Eine traumatisierte Frau aus Tschetschenien - alleinerziehende Mutter - und ihre vier Kinder wurden nach Polen abgeschoben. Dass die Ausländerbehörde den Befehl zur Räumung gab, ist ein Tabubruch.
Die letzte Räumung eines Kirchenasyls in Bayern hatte 1996 stattgefunden. Seither galt es als ungeschriebenes Gesetz, dass Kirchenasyle von den Behörden geduldet werden – bis Dienstag, als im Auftrag der Ausländerbehörde mehrere Polizeibeamte in die Augsburger Pfarrei eindrangen, in der die Familie aus Tschetschenien – die 38-jährige Frau D. und ihre vier Kinder im Alter zwischen vier und 14 Jahren – Zuflucht gesucht hatte.
Die Familie war von Tschetschenien nach Polen geflüchtet.
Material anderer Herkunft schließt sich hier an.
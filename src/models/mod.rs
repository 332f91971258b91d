//! Domain models for category taxonomies.

mod category;
mod context;

pub use category::{Category, CategoryId};
pub use context::Context;
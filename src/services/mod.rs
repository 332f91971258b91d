//! Choice list services for category selector widgets.
//!
//! - `flattener`: category trees to ordered, indented `id -> label` maps
//! - `choice_list`: immutable value/choice/label lists
//! - `choice_loader`: lazily built, cached lists per loader instance

mod choice_list;
mod choice_loader;
mod flattener;

pub use choice_list::{ChoiceList, ChoiceView, ValueMapper};
pub use choice_loader::{
    CategorySelectorChoiceLoader, ChoiceListState, ChoiceLoader, ChoiceOptions,
};
pub use flattener::{child_label, flatten, root_label, Choices, FIRST_CHILD_DEPTH};
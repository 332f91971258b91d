//! `resolve` command handler.

use clap::Parser;
use color_eyre::Result;
use indexmap::IndexMap;

use super::SelectorArgs;
use crate::context::AppContext;
use crate::models::CategoryId;
use crate::services::{ChoiceList, ChoiceLoader};

/// Resolve submitted values to category ids.
#[derive(Parser)]
pub struct ResolveCommand {
    #[command(flatten)]
    pub selector: SelectorArgs,

    /// Submitted values
    #[arg(required = true)]
    pub values: Vec<String>,
}

impl ResolveCommand {
    pub fn run(self, ctx: &AppContext) -> Result<()> {
        let mut loader = self.selector.loader(ctx)?;
        let list = loader.load_choice_list(None)?;
        let resolved = loader.load_choices_for_values(&self.values, None)?;

        for line in resolved_lines(&list, &self.values, &resolved) {
            println!("{}", line);
        }

        tracing::info!(
            requested = self.values.len(),
            resolved = resolved.len(),
            "Resolved values"
        );
        Ok(())
    }
}

/// One `value\tchoice\tlabel` line per resolved value, in input order.
fn resolved_lines(
    list: &ChoiceList,
    values: &[String],
    resolved: &IndexMap<usize, CategoryId>,
) -> Vec<String> {
    values
        .iter()
        .enumerate()
        .filter_map(|(index, value)| match resolved.get(&index) {
            Some(choice) => {
                let label = list.labels().get(value).map(String::as_str).unwrap_or("");
                Some(format!("{}\t{}\t{}", value, choice, label))
            }
            None => {
                tracing::warn!(value = %value, "Value is not a valid choice");
                None
            }
        })
        .collect()
}

#[cfg(test)]
mod tests {
    use super::*;
    use crate::test_support::capture_warnings;

    #[test]
    fn test_resolved_lines_skip_unknown_values() {
        let mut by_label = IndexMap::new();
        by_label.insert("News (news)".to_string(), CategoryId::from("1"));
        by_label.insert("-- Sports".to_string(), CategoryId::from("2"));
        let list = ChoiceList::new(by_label, None);

        let values = vec!["2".to_string(), "nope".to_string(), "1".to_string()];
        let resolved = list.choices_for_values(&values);

        let (lines, warnings) = capture_warnings(|| resolved_lines(&list, &values, &resolved));
        assert_eq!(lines, vec!["2\t2\t-- Sports", "1\t1\tNews (news)"]);
        assert_eq!(warnings, vec!["Value is not a valid choice"]);
    }
}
Dort waren Mutter und Kinder in einer Sozialwohnung in Bialystok untergebracht, wo sie extreme Diskriminierung und rassistische Übergriffe durch organisierte Neonazis erleben mussten. Als die Wohnung einer Nachbarin, die ebenfalls aus Tschetschenien stammte, von polnischen Neonazis in Brand gesetzt wurde, war die traumatisierte Frau D. Hals über Kopf mit ihren Kindern nach Deutschland weiter geflohen.
Da aufgrund der Dublin-Verordnung Polen für die Durchführung des Asylverfahrens zuständig ist, war die Familie von der Abschiebung nach Polen bedroht. Kurz entschlossen hatte eine Augsburger Pfarrei Mutter und Kindern Kirchenasyl gewährt.
Flüchtlingsorganisationen in Bayern zeigten sich in einer gemeinsamen Presseerklärung schockiert über die Abschiebung und forderten, Kirchenasyle müssen unantastbar bleiben. Dieser Forderung schließt sich auch PRO ASYL an.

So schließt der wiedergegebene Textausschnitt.